In the records below, the line with "repository c80e0dbd30b0df5c" opens the range and the line with "pub struct Diff" closes it; print that range exactly and nothing else.

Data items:
════════

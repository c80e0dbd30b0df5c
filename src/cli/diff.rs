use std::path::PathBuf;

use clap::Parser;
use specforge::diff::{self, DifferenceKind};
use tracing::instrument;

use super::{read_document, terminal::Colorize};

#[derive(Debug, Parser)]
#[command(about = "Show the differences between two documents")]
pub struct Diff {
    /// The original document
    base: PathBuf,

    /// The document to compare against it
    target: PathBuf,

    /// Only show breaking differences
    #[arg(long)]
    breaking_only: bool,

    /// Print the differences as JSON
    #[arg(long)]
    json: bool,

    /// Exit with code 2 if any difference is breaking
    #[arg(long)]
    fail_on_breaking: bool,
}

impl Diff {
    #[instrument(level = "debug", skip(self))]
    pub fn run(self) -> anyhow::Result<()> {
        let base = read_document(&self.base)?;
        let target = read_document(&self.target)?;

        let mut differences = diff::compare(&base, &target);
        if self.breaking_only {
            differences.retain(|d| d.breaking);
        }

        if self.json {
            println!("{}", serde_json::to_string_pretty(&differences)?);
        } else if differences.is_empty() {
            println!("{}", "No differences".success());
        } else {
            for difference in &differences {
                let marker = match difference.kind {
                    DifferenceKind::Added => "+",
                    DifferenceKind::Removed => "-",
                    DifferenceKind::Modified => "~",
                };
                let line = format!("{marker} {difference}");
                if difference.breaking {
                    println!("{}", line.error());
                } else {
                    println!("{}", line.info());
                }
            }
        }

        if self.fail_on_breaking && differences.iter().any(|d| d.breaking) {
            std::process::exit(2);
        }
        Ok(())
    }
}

════════

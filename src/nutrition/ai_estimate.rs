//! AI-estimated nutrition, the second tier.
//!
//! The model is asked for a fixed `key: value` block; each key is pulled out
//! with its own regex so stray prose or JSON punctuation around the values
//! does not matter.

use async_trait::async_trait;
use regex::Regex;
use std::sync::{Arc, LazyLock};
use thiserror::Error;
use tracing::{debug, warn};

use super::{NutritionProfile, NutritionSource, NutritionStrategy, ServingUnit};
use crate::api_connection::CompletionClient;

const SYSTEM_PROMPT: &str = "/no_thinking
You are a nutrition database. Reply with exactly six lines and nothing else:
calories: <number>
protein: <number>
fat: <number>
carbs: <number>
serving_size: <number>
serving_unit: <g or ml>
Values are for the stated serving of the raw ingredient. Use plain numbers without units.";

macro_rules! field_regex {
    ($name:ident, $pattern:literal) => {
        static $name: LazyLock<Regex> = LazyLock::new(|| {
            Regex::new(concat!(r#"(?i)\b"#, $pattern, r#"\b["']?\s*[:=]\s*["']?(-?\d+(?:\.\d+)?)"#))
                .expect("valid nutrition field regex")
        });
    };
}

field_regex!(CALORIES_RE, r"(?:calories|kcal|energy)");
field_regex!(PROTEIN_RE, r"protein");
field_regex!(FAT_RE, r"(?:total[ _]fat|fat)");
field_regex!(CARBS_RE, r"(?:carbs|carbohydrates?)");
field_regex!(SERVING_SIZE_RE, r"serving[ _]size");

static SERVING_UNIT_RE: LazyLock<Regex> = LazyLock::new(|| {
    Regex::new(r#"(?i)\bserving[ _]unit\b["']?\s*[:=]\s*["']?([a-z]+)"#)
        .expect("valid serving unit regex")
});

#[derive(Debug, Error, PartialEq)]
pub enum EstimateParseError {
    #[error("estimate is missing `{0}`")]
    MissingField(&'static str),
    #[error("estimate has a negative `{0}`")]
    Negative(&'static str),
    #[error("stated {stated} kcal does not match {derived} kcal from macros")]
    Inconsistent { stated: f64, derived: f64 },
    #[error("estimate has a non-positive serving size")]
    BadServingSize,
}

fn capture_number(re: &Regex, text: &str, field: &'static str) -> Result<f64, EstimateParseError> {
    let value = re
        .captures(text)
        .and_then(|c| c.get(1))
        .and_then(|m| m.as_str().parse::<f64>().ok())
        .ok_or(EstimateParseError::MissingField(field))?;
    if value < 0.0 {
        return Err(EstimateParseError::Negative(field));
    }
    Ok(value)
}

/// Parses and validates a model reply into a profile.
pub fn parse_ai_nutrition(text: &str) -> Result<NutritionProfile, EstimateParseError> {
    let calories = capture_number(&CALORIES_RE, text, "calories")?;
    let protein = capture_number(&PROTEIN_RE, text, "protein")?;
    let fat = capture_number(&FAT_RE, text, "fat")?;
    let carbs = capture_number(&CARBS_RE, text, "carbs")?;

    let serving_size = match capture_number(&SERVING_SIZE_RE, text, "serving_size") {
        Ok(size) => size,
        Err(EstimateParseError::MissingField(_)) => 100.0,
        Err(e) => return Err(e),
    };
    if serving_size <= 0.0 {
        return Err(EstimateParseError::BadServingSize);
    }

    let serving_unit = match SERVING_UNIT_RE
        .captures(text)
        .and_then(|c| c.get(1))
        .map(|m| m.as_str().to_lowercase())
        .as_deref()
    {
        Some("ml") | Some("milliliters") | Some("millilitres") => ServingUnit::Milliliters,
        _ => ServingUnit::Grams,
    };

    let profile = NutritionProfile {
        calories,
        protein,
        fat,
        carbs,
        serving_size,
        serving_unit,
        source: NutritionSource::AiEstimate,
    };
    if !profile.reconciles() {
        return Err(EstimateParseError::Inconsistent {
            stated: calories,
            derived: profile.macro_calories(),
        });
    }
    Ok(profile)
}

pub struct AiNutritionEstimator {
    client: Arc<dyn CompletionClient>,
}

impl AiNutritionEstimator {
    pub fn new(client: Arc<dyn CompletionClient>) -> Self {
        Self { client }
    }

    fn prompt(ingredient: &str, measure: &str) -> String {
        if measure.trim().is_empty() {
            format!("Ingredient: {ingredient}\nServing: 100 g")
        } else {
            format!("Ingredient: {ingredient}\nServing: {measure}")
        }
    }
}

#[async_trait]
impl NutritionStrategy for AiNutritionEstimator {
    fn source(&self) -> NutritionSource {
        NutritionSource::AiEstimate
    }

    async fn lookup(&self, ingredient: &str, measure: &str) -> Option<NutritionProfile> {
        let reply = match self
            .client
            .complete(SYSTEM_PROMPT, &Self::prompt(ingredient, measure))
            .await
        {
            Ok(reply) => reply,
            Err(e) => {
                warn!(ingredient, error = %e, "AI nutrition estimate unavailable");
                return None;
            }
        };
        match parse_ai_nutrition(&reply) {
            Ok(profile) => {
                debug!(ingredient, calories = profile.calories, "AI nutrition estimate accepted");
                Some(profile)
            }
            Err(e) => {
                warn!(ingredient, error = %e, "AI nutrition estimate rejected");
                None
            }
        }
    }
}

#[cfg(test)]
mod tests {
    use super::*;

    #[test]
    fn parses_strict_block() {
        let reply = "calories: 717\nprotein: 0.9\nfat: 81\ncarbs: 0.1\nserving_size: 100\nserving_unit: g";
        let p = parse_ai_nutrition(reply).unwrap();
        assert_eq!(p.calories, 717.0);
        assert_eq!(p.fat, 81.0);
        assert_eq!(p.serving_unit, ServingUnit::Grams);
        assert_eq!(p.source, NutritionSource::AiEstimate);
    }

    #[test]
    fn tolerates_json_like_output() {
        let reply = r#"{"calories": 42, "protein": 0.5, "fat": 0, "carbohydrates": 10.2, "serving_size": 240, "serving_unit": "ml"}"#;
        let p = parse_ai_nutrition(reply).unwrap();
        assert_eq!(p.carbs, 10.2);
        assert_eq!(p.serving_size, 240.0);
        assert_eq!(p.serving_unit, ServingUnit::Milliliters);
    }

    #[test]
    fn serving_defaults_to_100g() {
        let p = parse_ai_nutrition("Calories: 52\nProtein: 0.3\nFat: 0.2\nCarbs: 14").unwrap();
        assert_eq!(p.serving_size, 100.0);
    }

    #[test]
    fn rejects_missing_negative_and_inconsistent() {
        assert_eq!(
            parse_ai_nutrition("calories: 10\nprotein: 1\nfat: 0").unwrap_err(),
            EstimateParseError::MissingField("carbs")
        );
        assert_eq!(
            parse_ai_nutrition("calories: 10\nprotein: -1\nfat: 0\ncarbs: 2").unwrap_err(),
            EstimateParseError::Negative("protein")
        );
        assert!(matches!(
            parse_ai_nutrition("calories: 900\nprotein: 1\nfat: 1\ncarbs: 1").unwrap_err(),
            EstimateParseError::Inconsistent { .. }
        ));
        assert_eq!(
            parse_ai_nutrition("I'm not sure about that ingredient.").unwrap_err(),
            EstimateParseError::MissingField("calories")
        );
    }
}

════════

(FINISHED EXERCISE)
repository c80e0dbd30b0df5c
filename src/cli/diff.rs
use std::path::PathBuf;

use clap::Parser;
use specforge::diff::{self, DifferenceKind};
use tracing::instrument;

use super::{read_document, terminal::Colorize};

#[derive(Debug, Parser)]
#[command(about = "Show the differences between two documents")]
pub struct Diff {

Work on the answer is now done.